**WHAT YOU ARE ASKED TO DO**: The word "config" occurs in some lines of the data. Return each such line.

- Opening Delimiter -

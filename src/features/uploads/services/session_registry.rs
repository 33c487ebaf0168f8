use chrono::{DateTime, Utc};
use std::sync::Arc;
use tokio::sync::RwLock;
use tracing::{debug, info, warn};
use uuid::Uuid;

use super::session_locks::SessionLocks;
use crate::core::config::UploadConfig;
use crate::core::error::{AppError, Result};
use crate::features::uploads::models::{CreateUploadSession, UploadSession, UploadStatus};
use crate::modules::session_store::SessionStore;
use crate::modules::storage::ChunkStore;
use crate::shared::constants::is_mime_type_allowed;
use crate::shared::validation::sanitize_filename;

/// Attempts at a read-modify-CAS cycle before giving up
const MAX_UPDATE_ATTEMPTS: usize = 32;

/// Single source of truth for upload session existence, metadata and status
pub struct UploadSessionRegistry {
    store: Arc<dyn SessionStore>,
    chunk_store: Arc<dyn ChunkStore>,
    config: UploadConfig,
    locks: SessionLocks,
}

- Closing Delimiter -

**EXERCISE OUTPUT**:
use crate::core::config::UploadConfig;
    config: UploadConfig,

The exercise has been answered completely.